_INSTRUCTIONS FOR THE TASK_
The records appear below. Report how many of their lines contain the word "data", giving the number alone.

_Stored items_
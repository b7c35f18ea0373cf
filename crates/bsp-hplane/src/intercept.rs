//! Points where segment endpoints meet the partition line.

use crate::{Edge, LineId, SegmentSide, SideId, VertexId};

/// An endpoint of a line segment lying on the partition.
///
/// `distance`, the segment and the edge are fixed once created; the open
/// sides before and after the point are refined while intercepts are
/// merged.
#[derive(Debug, Clone, PartialEq)]
pub struct Intercept {
    distance: f64,
    line_segment: SideId,
    edge: Edge,
    vertex: VertexId,
    map_line: Option<LineId>,
    before: Option<SideId>,
    after: Option<SideId>,
    self_referencing: bool,
}

impl Intercept {
    pub(crate) fn new(distance: f64, segment: &SegmentSide, edge: Edge) -> Self {
        Self {
            distance,
            line_segment: segment.id(),
            edge,
            vertex: segment.vertex(edge).id,
            map_line: segment.map_line().map(|line| line.id),
            before: None,
            after: None,
            self_referencing: segment.is_self_referencing(),
        }
    }

    /// Signed distance along the partition, from its origin.
    #[inline]
    pub fn distance(&self) -> f64 {
        self.distance
    }

    /// The segment side whose endpoint produced this intercept.
    #[inline]
    pub fn line_segment(&self) -> SideId {
        self.line_segment
    }

    /// Which endpoint of [`Self::line_segment`] lies on the partition.
    #[inline]
    pub fn edge(&self) -> Edge {
        self.edge
    }

    /// Returns the vertex lying on the partition.
    #[inline]
    pub fn vertex(&self) -> VertexId {
        self.vertex
    }

    /// The map line the producing segment belongs to, if any.
    #[inline]
    pub fn map_line(&self) -> Option<LineId> {
        self.map_line
    }

    /// The open side behind this point, looking along the partition.
    /// `None` means void space.
    #[inline]
    pub fn before(&self) -> Option<SideId> {
        self.before
    }

    /// The open side ahead of this point, looking along the partition.
    /// `None` means void space.
    #[inline]
    pub fn after(&self) -> Option<SideId> {
        self.after
    }

    /// Returns `true` if the side data came from a self-referencing line.
    #[inline]
    pub fn line_segment_is_self_referencing(&self) -> bool {
        self.self_referencing
    }

    pub(crate) fn set_sides(
        &mut self,
        before: Option<SideId>,
        after: Option<SideId>,
        self_referencing: bool,
    ) {
        self.before = before;
        self.after = after;
        self.self_referencing = self_referencing;
    }

    /// Returns `true` if both intercepts come from segments of one map line.
    pub(crate) fn shares_map_line(&self, other: &Intercept) -> bool {
        self.map_line.is_some() && self.map_line == other.map_line
    }

    /// Absorbs the side information of `other`, which lies at the same point.
    ///
    /// Self-referencing data loses to concrete data. Beyond that, a side that
    /// is already known is never overwritten.
    pub(crate) fn merge(&mut self, other: &Intercept) {
        if self.self_referencing && !other.self_referencing {
            if self.before.is_some() && other.before.is_some() {
                self.before = other.before;
            }
            if self.after.is_some() && other.after.is_some() {
                self.after = other.after;
            }
            self.self_referencing = false;
        }

        if self.before.is_none() {
            self.before = other.before;
        }
        if self.after.is_none() {
            self.after = other.after;
        }
    }
}
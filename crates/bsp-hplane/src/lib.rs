//! Half-plane intercept engine for 2D map BSP construction.
//!
//! Given a candidate partition line, an [`HPlane`] collects the points where
//! segment endpoints lie on that line, orders them, merges coincident ones
//! and records which segment side is open on either side of each point.
//! The partitioner that picks partitions and splits segments lives outside
//! this crate and drives it.

mod edge_tips;
mod error;
mod geometry;
mod hplane;
mod intercept;
mod partition;

pub use edge_tips::{EdgeTip, EdgeTips};
pub use error::HPlaneError;
pub use geometry::{Edge, LineId, MapLine, SegmentSide, SideId, Vertex, VertexId};
pub use hplane::{HPlane, HPlaneConfig, MERGE_EPSILON, ORDER_TOLERANCE};
pub use intercept::Intercept;
pub use partition::{
    ANGLE_EPSILON, DIST_EPSILON, LineRelationship, Partition, SlopeType, direction_to_angle,
    normalize_angle,
};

_RESULT OF THE EXERCISE_
2